Although the next tax season is a year away, you might want to start
considering some ways that you can save on your taxes.
Taxes
can test one's nerves at times but it helps if you plan out
ways you can save on your taxes ahead of time. By doing this, your
money that you have saved will be used more effectively. There are
a few strategies that you can use that can save you a considerably
large amount of money during your investing tenure.
Take a Long-term Approach
One of the best
ways to save on your tax bill is to take a long-term approach to
investing. By holding your stocks for at least a year, you qualify
for the reduced capital gains tax, thus saving you quite a bit of
money.
When it
comes to taxes, the long-term investor really does beat out the
short-term investor. The short-term investor is constantly trying
to beat the market and making more trades and therefore paying a
higher tax rate than the long-term investor who is holding onto
their investments. Even if the long-term investor earns a slightly
lower rate of return, the tax breaks usually more than make up for
it.
Offset Your Gains with Your
Losses
The IRS has
enacted a law that allows investors to save on their capital gains
tax bill by allowing them to offset their gains with their losses.

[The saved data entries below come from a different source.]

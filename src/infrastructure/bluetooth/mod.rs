//! Bluetooth Module
//!
//! Remote control of the robot over a BLE GATT link.
//!
//! ## Architecture
//!
//! ```text
//! ┌─────────────────────────────────────────────────────────┐
//! │                   RobotRemoteService                     │
//! │   (event pump: BLE completions, commands, 100 ms tick)   │
//! └─────────────────────┬───────────────────────────────────┘
//!                       │
//!                       ▼
//! ┌─────────────────────────────────────────────────────────┐
//! │                      Controller                          │
//! │     (adapter, discovery, connection, unified state)      │
//! └──────┬───────────────────────┬──────────────────────────┘
//!        │                       │
//!        ▼                       ▼
//! ┌────────────┐          ┌──────────────┐     ┌──────────┐
//! │  Scanner   │          │ RobotSession │────▶│ Protocol │
//! │            │          │              │     │          │
//! │ - dedupe   │          │ - GATT setup │     │ - UUIDs  │
//! │ - name     │          │ - retransmit │     │ - message│
//! │   filter   │          │ - sounds     │     │ - actions│
//! └────────────┘          └──────────────┘     └──────────┘
//! ```
//!
//! ## Modules
//!
//! - [`protocol`] - UUIDs, control message layout, action encoding, notification parsing
//! - [`transport`] - Traits the platform BLE stack implements, and its events
//! - [`scanner`] - Discovery filtering
//! - [`session`] - Per-connection robot session
//! - [`connection`] - Connection lifecycle controller
//! - [`service`] - Main service coordinator

pub mod connection;
pub mod protocol;
pub mod scanner;
pub mod service;
pub mod session;
pub mod transport;

#[cfg(test)]
pub(crate) mod mock;

// Re-export main types for convenience
pub use connection::Controller;
pub use service::{RobotCommand, RobotRemoteService};
pub use session::RobotSession;
pub use transport::{BluetoothBackend, BluetoothEvent, GattCentral};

This basically means that you can sell a stock for a loss and then
subtract that loss from what you gained on your other investments
to reduce the total capital gains. For example, Bob earned $2850
from selling 2 stocks one year but one of his stocks lost him $400.
If he sold that stock in the same year, he would only have to pay
taxes on $2450 (2850-400=2450) of capital gains.
This technique can really save you a lot of money on
your taxes. However, a lot of people think that it means they can
sell the stock and buy it right back. You should be aware that there
is a one-month waiting period before you can buy back the stock.
But if you do have a stock that has not performed well and you wish
to sell it, you can use the loss to save a little money on your
taxes.
Avoid High Turnover Rate Funds
Although the
other two strategies also pertain to mutual fund investors, this
one is exclusively for them. The amount of the portfolio that is
replaced each year is its turnover rate. Mutual funds pool money
from a group of investors to manage a large portfolio of stocks
and bonds. During the time that they are invested, the mutual fund
might occasionally replace stocks with new ones. Although the investor
never sold their shares of the mutual fund, they would have to pay
taxes because the mutual fund passed on the capital gains that they
made from selling stocks to the investors.
One way you can avoid large tax bills on your mutual
fund is to look for mutual funds with lower turnover rates. Because
the mutual fund buys and sells stocks less often, they pass on fewer
capital gains to you so that means you pay less in taxes. Index
funds generally have extremely low turnover rates and there are
currently some other mutual funds that use this tax-saving strategy.
You can find out the turnover rate of a mutual fund on such sites
as Investor.com
Taxes can limit what you save for college, a house,
or retirement but if you take advantage of some tax-saving techniques,
you can save a lot of money and increase your total return.